**Directions:** Below are some records. Pull every line that contains the word "JarvisError".

**Exercise data:**
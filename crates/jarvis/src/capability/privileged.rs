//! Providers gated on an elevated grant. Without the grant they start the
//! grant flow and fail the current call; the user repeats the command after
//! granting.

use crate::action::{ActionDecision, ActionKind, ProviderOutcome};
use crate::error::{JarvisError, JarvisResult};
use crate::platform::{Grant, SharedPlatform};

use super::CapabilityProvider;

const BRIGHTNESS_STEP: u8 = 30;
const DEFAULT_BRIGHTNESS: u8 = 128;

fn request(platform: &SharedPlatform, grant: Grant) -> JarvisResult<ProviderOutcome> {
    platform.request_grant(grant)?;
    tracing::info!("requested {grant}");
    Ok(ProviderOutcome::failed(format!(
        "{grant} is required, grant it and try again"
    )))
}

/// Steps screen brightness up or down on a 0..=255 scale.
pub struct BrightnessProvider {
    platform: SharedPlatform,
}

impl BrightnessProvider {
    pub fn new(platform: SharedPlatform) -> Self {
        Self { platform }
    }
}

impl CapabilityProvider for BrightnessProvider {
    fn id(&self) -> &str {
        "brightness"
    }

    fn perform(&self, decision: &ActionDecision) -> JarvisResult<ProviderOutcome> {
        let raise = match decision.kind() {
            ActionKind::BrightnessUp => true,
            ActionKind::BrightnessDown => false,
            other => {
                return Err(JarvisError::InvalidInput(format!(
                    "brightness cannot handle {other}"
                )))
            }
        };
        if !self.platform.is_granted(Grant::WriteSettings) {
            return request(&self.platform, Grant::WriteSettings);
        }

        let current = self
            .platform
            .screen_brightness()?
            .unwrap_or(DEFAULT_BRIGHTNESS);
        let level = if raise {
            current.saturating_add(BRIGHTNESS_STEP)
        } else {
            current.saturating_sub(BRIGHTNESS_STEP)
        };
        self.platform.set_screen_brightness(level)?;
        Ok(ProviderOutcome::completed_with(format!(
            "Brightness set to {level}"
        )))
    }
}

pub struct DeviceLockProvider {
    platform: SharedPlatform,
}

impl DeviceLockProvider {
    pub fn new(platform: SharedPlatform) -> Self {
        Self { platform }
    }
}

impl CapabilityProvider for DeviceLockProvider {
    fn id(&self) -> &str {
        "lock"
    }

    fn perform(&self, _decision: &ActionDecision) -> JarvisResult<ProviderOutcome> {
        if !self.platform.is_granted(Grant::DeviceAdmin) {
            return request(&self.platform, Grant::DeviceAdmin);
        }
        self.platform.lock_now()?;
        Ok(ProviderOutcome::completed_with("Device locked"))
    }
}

**Expected answer:**
use crate::error::{JarvisError, JarvisResult};
                return Err(JarvisError::InvalidInput(format!(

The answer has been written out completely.